• **Work request**:
From the listing below, copy each line that contains the word "FaceprintError".
■ ■ ■
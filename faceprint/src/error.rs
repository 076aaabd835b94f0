use faceprint_embedders::EmbeddingError;
use std::fmt::Display;

/// HTTP error mapping.
pub mod http;

/// Wraps a [FaceprintErr] with the location it was created at.
///
/// Construct it with [err][crate::err] or [map_err][crate::map_err] so the location
/// is captured automatically.
#[derive(Debug)]
pub struct FaceprintError {
    pub error: FaceprintErr,
    file: &'static str,
    line: u32,
    column: u32,
}

impl FaceprintError {
    pub fn new(file: &'static str, line: u32, column: u32, error: FaceprintErr) -> Self {
        Self {
            error,
            file,
            line,
            column,
        }
    }

    /// Log the error along with where it originated.
    pub fn print(&self) {
        tracing::error!(
            "{}:{}:{} | {}",
            self.file,
            self.line,
            self.column,
            self.error
        );
    }
}

impl Display for FaceprintError {
    fn fmt(&self, f: &mut std::fmt::Formatter<'_>) -> std::fmt::Result {
        write!(f, "{}", self.error)
    }
}

impl std::error::Error for FaceprintError {}

#[derive(Debug, thiserror::Error)]
pub enum FaceprintErr {
    #[error("does not exist; {0}")]
    DoesNotExist(String),

    #[error("invalid file; {0}")]
    InvalidFile(String),

    #[error("no face detected; {0}")]
    NoFaceDetected(String),

    #[error("invalid parameter; {0}")]
    InvalidParameter(String),

    #[error("validation; {0}")]
    Validation(#[from] validify::ValidationErrors),

    #[error("multipart; {0}")]
    Multipart(#[from] axum::extract::multipart::MultipartError),

    #[error("multipart; {0}")]
    MultipartRejection(#[from] axum::extract::multipart::MultipartRejection),

    #[error("query; {0}")]
    QueryRejection(#[from] axum::extract::rejection::QueryRejection),

    #[error("uuid; {0}")]
    Uuid(#[from] uuid::Error),

    #[error("embedding; {0}")]
    Embedding(String),

    #[error("malformed payload; {0}")]
    MalformedPayload(String),

    #[error("unavailable; {0}")]
    Unavailable(String),

    #[error("task; {0}")]
    Task(#[from] tokio::task::JoinError),

    #[cfg(feature = "qdrant")]
    #[error("qdrant; {0}")]
    Qdrant(#[from] qdrant_client::QdrantError),
}

impl From<EmbeddingError> for FaceprintErr {
    fn from(value: EmbeddingError) -> Self {
        match value {
            EmbeddingError::InvalidImage(e) => Self::InvalidFile(e),
            EmbeddingError::NoFaceDetected => {
                Self::NoFaceDetected("no faces detected in the image".to_string())
            }
            e => Self::Embedding(e.to_string()),
        }
    }
}

/// Create an `Err(FaceprintError)` at the call site.
///
/// `err!(DoesNotExist, "Face with ID '{id}'")` formats the message into the variant,
/// `err!(FaceprintErr::Task(e))` wraps an already constructed variant.
#[macro_export]
macro_rules! err {
    ($ty:ident $(, $l:literal $(,)? $($args:expr),* )?) => {
        Err($crate::error::FaceprintError::new(
            file!(),
            line!(),
            column!(),
            $crate::error::FaceprintErr::$ty $( (format!($l, $($args),*)) )?,
        ))
    };
    ($e:expr) => {
        Err($crate::error::FaceprintError::new(
            file!(),
            line!(),
            column!(),
            $e,
        ))
    };
}

/// Unwrap a result or return early, converting its error into a [FaceprintError].
#[macro_export]
macro_rules! map_err {
    ($e:expr) => {
        match $e {
            Ok(v) => v,
            Err(e) => {
                return Err($crate::error::FaceprintError::new(
                    file!(),
                    line!(),
                    column!(),
                    $crate::error::FaceprintErr::from(e),
                ))
            }
        }
    };
}
#[cfg(feature = "insightface")]
pub mod insightface;
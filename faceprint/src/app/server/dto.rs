//! Http specific DTOs.

use crate::core::model::face::FaceRecord;
use crate::error::FaceprintError;
use crate::{err, map_err};
use axum::body::Bytes;
use axum::extract::Multipart;
use chrono::{DateTime, Utc};
use serde::{Deserialize, Serialize};
use std::collections::HashMap;
use utoipa::{IntoParams, ToSchema};
use uuid::Uuid;

/// Name of the multipart field holding the image.
const IMAGE_FIELD: &str = "image";

/// A multipart form with one image file and arbitrary text fields.
pub(super) struct ImageForm {
    pub content_type: Option<String>,
    pub image: Bytes,
    pub fields: HashMap<String, String>,
}

impl ImageForm {
    pub async fn read(mut form: Multipart) -> Result<Self, FaceprintError> {
        let mut image = None;
        let mut fields = HashMap::new();

        while let Some(field) = map_err!(form.next_field().await) {
            let Some(name) = field.name().map(String::from) else {
                continue;
            };

            if name == IMAGE_FIELD {
                let content_type = field.content_type().map(String::from);
                let bytes = map_err!(field.bytes().await);
                image = Some((content_type, bytes));
                continue;
            }

            let value = map_err!(field.text().await);
            fields.insert(name, value);
        }

        let Some((content_type, image)) = image else {
            return err!(InvalidFile, "Missing '{IMAGE_FIELD}' file");
        };

        Ok(Self {
            content_type,
            image,
            fields,
        })
    }

    /// Remove a text field, treating empty values as absent.
    pub fn take(&mut self, name: &str) -> Option<String> {
        self.fields.remove(name).filter(|v| !v.trim().is_empty())
    }
}

#[derive(Debug, Default, Deserialize, ToSchema, IntoParams)]
#[into_params(parameter_in = Query)]
pub(super) struct ListFacesParams {
    /// Maximum amount of faces to return, 1 to 1000. Defaults to 100.
    pub limit: Option<u32>,
}

#[derive(Debug, Serialize, ToSchema)]
pub(super) struct RegisterFaceResponse {
    pub face_id: Uuid,
    pub person_name: String,
    pub embedding_size: usize,

    /// Detection confidence of the registered face.
    pub confidence: f32,
    pub created_at: DateTime<Utc>,
    pub message: String,
}

impl RegisterFaceResponse {
    pub fn new(record: FaceRecord, confidence: f32) -> Self {
        Self {
            face_id: record.id,
            person_name: record.person_name,
            embedding_size: record.embedding_size,
            confidence,
            created_at: record.created_at,
            message: String::from("Face registered successfully"),
        }
    }
}

#[derive(Debug, Serialize, ToSchema)]
pub(super) struct FaceInfo {
    pub face_id: Uuid,
    pub person_name: String,
    pub description: Option<String>,
    pub created_at: DateTime<Utc>,
    pub embedding_size: usize,
}

impl From<FaceRecord> for FaceInfo {
    fn from(record: FaceRecord) -> Self {
        Self {
            face_id: record.id,
            person_name: record.person_name,
            description: record.description,
            created_at: record.created_at,
            embedding_size: record.embedding_size,
        }
    }
}

#[derive(Debug, Serialize, ToSchema)]
pub(super) struct FaceListResponse {
    pub faces: Vec<FaceInfo>,
    pub total_count: usize,
}

impl From<Vec<FaceRecord>> for FaceListResponse {
    fn from(records: Vec<FaceRecord>) -> Self {
        let faces: Vec<FaceInfo> = records.into_iter().map(FaceInfo::from).collect();
        Self {
            total_count: faces.len(),
            faces,
        }
    }
}

#[derive(Debug, Serialize, ToSchema)]
pub(super) struct DeleteFaceResponse {
    pub face_id: Uuid,
    pub message: String,
    pub deleted_at: DateTime<Utc>,
}

impl DeleteFaceResponse {
    pub fn new(face_id: Uuid) -> Self {
        Self {
            face_id,
            message: String::from("Face deleted successfully"),
            deleted_at: Utc::now(),
        }
    }
}

#[derive(Debug, Serialize, ToSchema)]
pub(super) struct MessageResponse {
    pub message: String,
}

#[derive(Debug, Serialize, ToSchema)]
pub(super) struct HealthResponse {
    pub status: String,
    pub timestamp: DateTime<Utc>,
    pub version: String,
}

#[derive(Debug, Serialize, ToSchema)]
pub(super) struct ServiceInfo {
    pub message: String,
    pub version: String,
    pub docs: String,
    pub health: String,
}

#[cfg(test)]
mod tests {
    use super::*;

    fn record(name: &str) -> FaceRecord {
        FaceRecord {
            id: Uuid::new_v4(),
            person_name: name.to_string(),
            description: Some("desc".to_string()),
            created_at: Utc::now(),
            embedding_size: 512,
        }
    }

    #[test]
    fn face_list_counts_faces() {
        let response = FaceListResponse::from(vec![record("a"), record("b")]);
        assert_eq!(2, response.total_count);
        assert_eq!("b", response.faces[1].person_name);
    }

    #[test]
    fn face_info_does_not_leak_vectors() {
        let json = serde_json::to_value(FaceInfo::from(record("a"))).unwrap();
        let mut keys: Vec<_> = json.as_object().unwrap().keys().cloned().collect();
        keys.sort();
        assert_eq!(
            vec![
                "created_at",
                "description",
                "embedding_size",
                "face_id",
                "person_name"
            ],
            keys
        );
    }

    #[test]
    fn register_response_has_default_message() {
        let response = RegisterFaceResponse::new(record("a"), 0.99);
        assert_eq!("Face registered successfully", response.message);
        assert_eq!(512, response.embedding_size);
    }
}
■ ■ ■
• **Answer space**:
pub struct FaceprintError {
impl FaceprintError {
impl Display for FaceprintError {
impl std::error::Error for FaceprintError {}
/// Create an `Err(FaceprintError)` at the call site.
        Err($crate::error::FaceprintError::new(
        Err($crate::error::FaceprintError::new(
/// Unwrap a result or return early, converting its error into a [FaceprintError].
                return Err($crate::error::FaceprintError::new(
use crate::error::FaceprintError;
    pub async fn read(mut form: Multipart) -> Result<Self, FaceprintError> {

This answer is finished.